Your Ignorance Is Not My Bliss
The radical right strategy for accessing the deep pockets of the American taxpayer, and diverting the billions set aside for public education into the pockets of the for-profit charter school industry, is simply to sow discontent—lots of it. The charlatans don’t need to win any battle.
They just need to touch a nerve with enough parents on one topic or another to create a groundswell of angry mothers clamoring for something—anything—that is different. They attempt to villainize our elected officials and intimidate anyone who disagrees, then they will swoop in with the panacea of charter schools to better educate our kids. Not so fast.
Nowhere have these scare tactics been more obvious than in the backlash against the proposition that we cease white-washing American history, and instead, own the sins of our forefathers—not with guilt or shame, as the detractors want parents to believe, but with understanding and hopes for reform. What’s more American than that?

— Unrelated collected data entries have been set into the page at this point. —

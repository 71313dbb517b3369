//! Line-oriented suggestions file, guarded by the server identity.
//!
//! Format (UTF-8, `\n` line endings, tab delimited):
//! ```text
//! serverUUID	239-239-239
//! 111	1	any reason
//! 112	2	any reason 2
//! ```
//!
//! The header is checked before any record line is decoded. A file written
//! under another identity reads as empty. Record lines split on the first
//! two tabs only, so a reason may itself contain tabs.

use std::fs;
use std::io;
use std::path::Path;

use tracing::{debug, warn};

use iaa_core::error::{AssignerError, Result};
use iaa_core::identity::{ServerIdentity, ServerSettings};
use iaa_core::record::ResponsibilityRecord;

use crate::fsutil::write_atomic;

/// Key of the identity header line.
pub const IDENTITY_HEADER: &str = "serverUUID";

/// Field delimiter for the header and record lines.
pub const FIELD_DELIMITER: char = '\t';

/// Reads and writes suggestions files for one server installation.
#[derive(Debug)]
pub struct SuggestionsStore<S> {
    settings: S,
}

impl<S: ServerSettings> SuggestionsStore<S> {
    pub fn new(settings: S) -> Self {
        Self { settings }
    }

    pub fn settings(&self) -> &S {
        &self.settings
    }

    /// Replace the file at `path` with `records`, in order.
    ///
    /// The content is written to a temporary file next to `path` and renamed
    /// over it, so readers see either the old or the new content. The parent
    /// directory must exist.
    ///
    /// # Errors
    ///
    /// Returns [`AssignerError::InvalidRecord`] if a record contains a line
    /// terminator (or a tab in one of its ids), and [`AssignerError::Config`]
    /// if the server identity contains one; nothing is written then.
    /// Returns [`AssignerError::Io`] if the file cannot be written.
    pub fn write(&self, path: &Path, records: &[ResponsibilityRecord]) -> Result<()> {
        for record in records {
            check_record(record)?;
        }

        let identity = self.settings.server_identity();
        if identity.as_str().contains(['\n', '\r']) {
            return Err(AssignerError::Config(format!(
                "server identity {:?} contains a line break",
                identity.as_str()
            )));
        }
        let content = encode(&identity, records);
        write_atomic(path, content.as_bytes())?;

        debug!(path = %path.display(), count = records.len(), "wrote suggestions");
        Ok(())
    }

    /// Records stored at `path`, in file order.
    ///
    /// A missing or empty file, a file without an identity header, and a
    /// file written under a different server identity all read as empty.
    /// Record lines without three fields, or that are not valid UTF-8, are
    /// skipped.
    ///
    /// # Errors
    ///
    /// Returns [`AssignerError::Io`] if the file exists but cannot be read.
    pub fn read(&self, path: &Path) -> Result<Vec<ResponsibilityRecord>> {
        let content = match fs::read(path) {
            Ok(content) => content,
            Err(e) if e.kind() == io::ErrorKind::NotFound => return Ok(Vec::new()),
            Err(e) => return Err(e.into()),
        };
        if content.is_empty() {
            return Ok(Vec::new());
        }

        let identity = self.settings.server_identity();
        let mut lines = content.split(|&b| b == b'\n');

        // Only the header is decoded before the identity check; the body of
        // a foreign file is never looked at.
        let header = lines.next().and_then(decode_line);
        match header.and_then(parse_header) {
            Some(stored) if stored == identity.as_str() => {}
            Some(stored) => {
                warn!(
                    path = %path.display(),
                    stored,
                    current = %identity,
                    "server UUIDs don't match; ignoring stored suggestions"
                );
                return Ok(Vec::new());
            }
            None => {
                warn!(path = %path.display(), "suggestions file has no identity header; ignoring it");
                return Ok(Vec::new());
            }
        }

        let mut records = Vec::new();
        for (index, raw) in lines.enumerate() {
            if raw.is_empty() || raw == b"\r" {
                continue;
            }
            match decode_line(raw).and_then(parse_record) {
                Some(record) => records.push(record),
                // +2: one for the header, one for 1-based numbering.
                None => warn!(
                    path = %path.display(),
                    line = index + 2,
                    "skipping malformed suggestion line"
                ),
            }
        }

        debug!(path = %path.display(), count = records.len(), "read stored suggestions");
        Ok(records)
    }
}

fn encode(identity: &ServerIdentity, records: &[ResponsibilityRecord]) -> String {
    let mut out = String::new();
    out.push_str(IDENTITY_HEADER);
    out.push(FIELD_DELIMITER);
    out.push_str(identity.as_str());
    out.push('\n');
    for record in records {
        out.push_str(record.test_name_id());
        out.push(FIELD_DELIMITER);
        out.push_str(record.investigator_id());
        out.push(FIELD_DELIMITER);
        out.push_str(record.reason());
        out.push('\n');
    }
    out
}

fn decode_line(raw: &[u8]) -> Option<&str> {
    let line = std::str::from_utf8(raw).ok()?;
    Some(line.strip_suffix('\r').unwrap_or(line))
}

fn parse_header(line: &str) -> Option<&str> {
    let (key, value) = line.split_once(FIELD_DELIMITER)?;
    (key == IDENTITY_HEADER).then_some(value)
}

fn parse_record(line: &str) -> Option<ResponsibilityRecord> {
    let mut fields = line.splitn(3, FIELD_DELIMITER);
    let test_name_id = fields.next()?;
    let investigator_id = fields.next()?;
    let reason = fields.next()?;
    Some(ResponsibilityRecord::new(test_name_id, investigator_id, reason))
}

fn check_record(record: &ResponsibilityRecord) -> Result<()> {
    let is_line_break = |c: char| c == '\n' || c == '\r';
    let invalid = |reason: &str| AssignerError::InvalidRecord {
        test_name_id: record.test_name_id().to_string(),
        reason: reason.to_string(),
    };

    for (name, value) in [
        ("test name id", record.test_name_id()),
        ("investigator id", record.investigator_id()),
    ] {
        if value.contains(FIELD_DELIMITER) || value.contains(is_line_break) {
            return Err(invalid(&format!("{name} contains a tab or line break")));
        }
    }
    if record.reason().contains(is_line_break) {
        return Err(invalid("reason contains a line break"));
    }
    Ok(())
}
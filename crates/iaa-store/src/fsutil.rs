//! Filesystem helpers shared by the stores.

use std::io::{self, Write};
use std::path::Path;

use tempfile::NamedTempFile;

/// Replace `path` with `bytes` via a temp file in the same directory.
///
/// The temp file is fsynced before the rename, so a reader sees either the
/// previous content or the full new content.
pub(crate) fn write_atomic(path: &Path, bytes: &[u8]) -> io::Result<()> {
    let dir = match path.parent() {
        Some(parent) if !parent.as_os_str().is_empty() => parent,
        _ => Path::new("."),
    };
    let mut tmp = NamedTempFile::new_in(dir)?;
    tmp.write_all(bytes)?;
    tmp.as_file().sync_all()?;
    tmp.persist(path).map_err(|e| e.error)?;
    Ok(())
}

#[cfg(test)]
mod tests {
    use super::*;
    use std::fs;

    #[test]
    fn replaces_existing_content_and_leaves_no_temp_files() {
        let dir = tempfile::tempdir().unwrap();
        let path = dir.path().join("data.txt");
        fs::write(&path, "old content that is longer").unwrap();

        write_atomic(&path, b"new").unwrap();

        assert_eq!(fs::read_to_string(&path).unwrap(), "new");
        let entries = fs::read_dir(dir.path()).unwrap().count();
        assert_eq!(entries, 1);
    }

    #[test]
    fn fails_when_directory_missing() {
        let dir = tempfile::tempdir().unwrap();
        let path = dir.path().join("missing").join("data.txt");
        assert!(write_atomic(&path, b"x").is_err());
    }
}
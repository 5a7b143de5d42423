//! Retry policy and backoff calculation

use std::time::Duration;

use serde::{Deserialize, Serialize};
use tracing::debug;

/// Backoff strategy for calculating retry delays
///
/// `retry` is 1-based: the delay slept before the first retry is
/// `calculate_delay(1)`.
#[derive(Debug, Clone, Copy, PartialEq, Eq, Serialize, Deserialize)]
#[serde(tag = "strategy", rename_all = "snake_case")]
pub enum BackoffStrategy {
    /// Linear backoff: `retry * step`
    Linear { step: Duration },
    /// Exponential backoff: `base * 2^(retry - 1)`
    Exponential { base: Duration },
}

impl BackoffStrategy {
    /// Calculate the delay before the given retry
    pub fn calculate_delay(&self, retry: u32) -> Duration {
        if retry == 0 {
            return Duration::ZERO;
        }
        match self {
            Self::Linear { step } => step.saturating_mul(retry),
            Self::Exponential { base } => {
                // 2^31 already overflows any sane base; clamp the shift
                let factor = 1u32.checked_shl(retry - 1).unwrap_or(u32::MAX);
                base.saturating_mul(factor)
            }
        }
    }
}

/// How many times to try and how long to wait in between.
#[derive(Debug, Clone, Copy, PartialEq, Eq, Serialize, Deserialize)]
pub struct RetryPolicy {
    /// Total number of attempts, first one included. Always at least 1.
    pub max_attempts: u32,
    pub backoff: BackoffStrategy,
}

impl RetryPolicy {
    /// Create a policy; `max_attempts` below 1 is raised to 1.
    pub fn new(max_attempts: u32, backoff: BackoffStrategy) -> Self {
        Self { max_attempts: max_attempts.max(1), backoff }
    }

    /// Policy of the transport wrapper: `max_attempts` tries with linear
    /// backoff `attempt * base_delay`.
    pub fn transport(max_attempts: u32, base_delay: Duration) -> Self {
        Self::new(max_attempts, BackoffStrategy::Linear { step: base_delay })
    }

    /// Policy of the operation orchestrator: one attempt plus `max_retries`
    /// retries with exponential backoff starting at `base_delay`.
    pub fn operation(max_retries: u32, base_delay: Duration) -> Self {
        Self::new(max_retries.saturating_add(1), BackoffStrategy::Exponential { base: base_delay })
    }

    /// Number of retries after the first attempt.
    pub fn max_retries(&self) -> u32 {
        self.max_attempts - 1
    }

    pub fn delay_before(&self, retry: u32) -> Duration {
        self.backoff.calculate_delay(retry)
    }

    /// Sleep the backoff delay that precedes `retry`.
    pub async fn wait_before(&self, retry: u32) {
        let delay = self.delay_before(retry);
        if delay.is_zero() {
            return;
        }
        debug!(retry, delay_ms = delay.as_millis() as u64, "Backing off before retry");
        tokio::time::sleep(delay).await;
    }
}
//! Operator tool for the document-store access layer.
//!
//! Run with: `docbridge <command>`
//!
//! Results are written to stdout as pretty JSON; logs go to stderr.

#![allow(clippy::print_stdout, clippy::print_stderr)]

use std::env;
use std::io::Write as _;
use std::process::ExitCode;
use std::sync::Arc;

use anyhow::{anyhow, Context};
use docbridge_core::Diagnostics;
use docbridge_infra::{config, GraphDocumentClient};
use serde::Serialize;
use tracing::debug;
use tracing_subscriber::EnvFilter;

#[derive(Debug, PartialEq, Eq)]
enum Command {
    TestConnection,
    Verify(String),
    List(String),
    Get(String),
    GetItem { item_id: String, drive: Option<String> },
    Drives,
    Search { query: String, drive: Option<String> },
    Help,
}

fn parse_command(args: &[&str]) -> anyhow::Result<Command> {
    match args {
        [] | ["help"] => Ok(Command::Help),
        ["test-connection"] => Ok(Command::TestConnection),
        ["verify", path] => Ok(Command::Verify((*path).to_string())),
        ["list"] => Ok(Command::List(String::new())),
        ["list", folder] => Ok(Command::List((*folder).to_string())),
        ["get", path] => Ok(Command::Get((*path).to_string())),
        ["get-item", item_id] => {
            Ok(Command::GetItem { item_id: (*item_id).to_string(), drive: None })
        }
        ["get-item", item_id, drive] => Ok(Command::GetItem {
            item_id: (*item_id).to_string(),
            drive: Some((*drive).to_string()),
        }),
        ["drives"] => Ok(Command::Drives),
        ["search", "--drive", drive, query @ ..] if !query.is_empty() => Ok(Command::Search {
            query: query.join(" "),
            drive: Some((*drive).to_string()),
        }),
        ["search", query @ ..] if !query.is_empty() && query[0] != "--drive" => {
            Ok(Command::Search { query: query.join(" "), drive: None })
        }
        [command, ..] => Err(anyhow!("Unknown command or wrong arguments: {command}")),
    }
}

#[tokio::main]
async fn main() -> ExitCode {
    let raw: Vec<String> = env::args().skip(1).collect();
    let json_logs = raw.iter().any(|arg| arg == "--json-logs");
    let args: Vec<&str> =
        raw.iter().map(String::as_str).filter(|arg| *arg != "--json-logs").collect();

    // before tracing, so RUST_LOG from .env applies
    let dotenv = dotenvy::dotenv();
    init_tracing(json_logs);
    if let Ok(path) = dotenv {
        debug!(path = %path.display(), "Loaded .env file");
    }

    let result = match parse_command(&args) {
        Ok(Command::Help) => {
            print_help();
            Ok(true)
        }
        Ok(command) => run(command).await,
        Err(e) => {
            eprintln!("{e}");
            eprintln!();
            print_help();
            Err(anyhow!("Invalid arguments"))
        }
    };

    match result {
        Ok(true) => ExitCode::SUCCESS,
        Ok(false) => ExitCode::FAILURE,
        Err(e) => {
            eprintln!("Command failed: {e:#}");
            ExitCode::FAILURE
        }
    }
}

/// `RUST_LOG`, or `info` when unset or invalid.
fn env_filter() -> EnvFilter {
    EnvFilter::try_from_default_env().unwrap_or_else(|_| EnvFilter::new("info"))
}

fn init_tracing(json_logs: bool) {
    let builder = tracing_subscriber::fmt().with_env_filter(env_filter()).with_writer(std::io::stderr);
    if json_logs {
        builder.json().init();
    } else {
        builder.with_target(false).init();
    }
}

fn print_help() {
    println!("DocBridge document-store tool");
    println!();
    println!("USAGE:");
    println!("    docbridge [--json-logs] <COMMAND>");
    println!();
    println!("COMMANDS:");
    println!("    test-connection  Check connectivity and print a diagnostic report");
    println!("    verify <path>    Check that a file can be read and show a preview");
    println!("    list [folder]    List a folder of the document library");
    println!("    get <path>       Write a file's raw content to stdout");
    println!("    get-item <id> [drive-id]");
    println!("                     Write an item's raw content to stdout, by item id");
    println!("    drives           List the site's document libraries");
    println!("    search [--drive <drive-id>] <query>");
    println!("                     Search a drive (default: the site's default drive)");
    println!("    help             Show this help message");
    println!();
    println!("Configuration is read from the environment (a .env file is honoured) or");
    println!("from docbridge.json / docbridge.toml.");
}

/// Run a command; `Ok(false)` means the command ran but reported a failure.
async fn run(command: Command) -> anyhow::Result<bool> {
    let config = config::load().context("Failed to load configuration")?;
    let client = Arc::new(
        GraphDocumentClient::from_config(&config).context("Failed to build document client")?,
    );

    match command {
        Command::TestConnection => {
            let report = Diagnostics::new(client).test_connection().await;
            print_json(&report)?;
            Ok(report.connected)
        }
        Command::Verify(path) => {
            let report = Diagnostics::new(client).verify_file_access(&path).await;
            print_json(&report)?;
            Ok(report.accessible)
        }
        Command::List(folder) => {
            let items = client.list_files(&folder).await?;
            print_json(&items)?;
            Ok(true)
        }
        Command::Get(path) => {
            let content = client.get_file_content(&path).await?;
            write_raw(&content)?;
            Ok(true)
        }
        Command::GetItem { item_id, drive } => {
            let content = client.get_item_content(&item_id, drive.as_deref()).await?;
            write_raw(&content)?;
            Ok(true)
        }
        Command::Drives => {
            let drives = client.list_drives().await?;
            print_json(&drives)?;
            Ok(true)
        }
        Command::Search { query, drive } => {
            let hits = client.search_files(&query, drive.as_deref()).await?;
            print_json(&hits)?;
            Ok(true)
        }
        Command::Help => {
            print_help();
            Ok(true)
        }
    }
}

fn write_raw(content: &[u8]) -> anyhow::Result<()> {
    let mut stdout = std::io::stdout().lock();
    stdout.write_all(content).context("Failed to write file content")?;
    stdout.flush()?;
    Ok(())
}

fn print_json<T: Serialize>(value: &T) -> anyhow::Result<()> {
    println!("{}", serde_json::to_string_pretty(value)?);
    Ok(())
}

We teach history so that we can learn from its successes and failures. We teach about the Nazis and the Holocaust, for example, to prepare us to see totalitarianism and genocide when they, inevitably, raise their ugly heads again.
At the Fairfax County School Board meeting on February 10th the At-Large Representative Karen Keys-Gamarra presented a resolution celebrating Black History Month. In her remarks, she noted the increasing lack of comity in discussions with constituents, and referenced an email she’d received in which the author threatened to “tar and feather” her. Either the author was unaware of the sordid history of this reference for African-Americans, or they knew and didn’t care.
The regular performance artists in the “Public Comments” portion of the meeting behaved as expected—hurling insults and donning large paper bags and Vendetta masks, in mockery of the pandemic mask mandate. In their midst, however, stood one elderly, earnest, white male.
He’d come to decry teaching the experiences of Black Americans, referring to those lessons as Critical Race Theory (CRT), because it “makes everyone look at race instead of the person.” He was afraid his grandchildren would be “made to feel ashamed of their skin color.” He grew up in a small New York city apartment with five others, and with his sister “we shared time on one beach chair. That’s not white privilege,” he assured the room.
It would be easy to lump this man’s fear with all the other theater of the evening. A better course, for a better world, is to note the irony of a white man who grew up poor, who now believes that gives him a pass on white privilege, and who is now against our schools teaching his own grandchildren the origins and implications of that privilege.
He couldn’t understand how his dad’s opportunity (like my own father’s) to get a college degree after World War II, with its attendant opportunity for advancement, was denied to black veterans, so the post-war boom left them behind. He couldn’t understand how, because of red-lining, his family had an opportunity to live in better neighborhoods, with better schools, than an equally-placed black one. And he doesn’t want his grand-kids to learn this because they might feel bad.
Teachers don’t teach to shame kids. This is a myth devised by those who believe that a rose-colored view of our history will shield our children from some manufactured trauma that the truth will unveil. That is ridiculous. I’m of German ancestry. I did just fine learning about World War II. My son learned about men’s subjugation of women without needing any therapy.
White students are not so fragile that we must shield them from the truth about the legacy of slavery and Jim Crow. Just the opposite is true. We need to teach all our children that our places in this world are due to our drive, our brains, and our luck–and also teach them about the accidents of our history, including our race, gender, place of birth, and time.
We must be wary of the child who believes that their own bootstraps, however broken or worn, are solely responsible for their upward (or downward) mobility. Indeed, it is the most important lesson we can teach if we strive for a more just and caring world.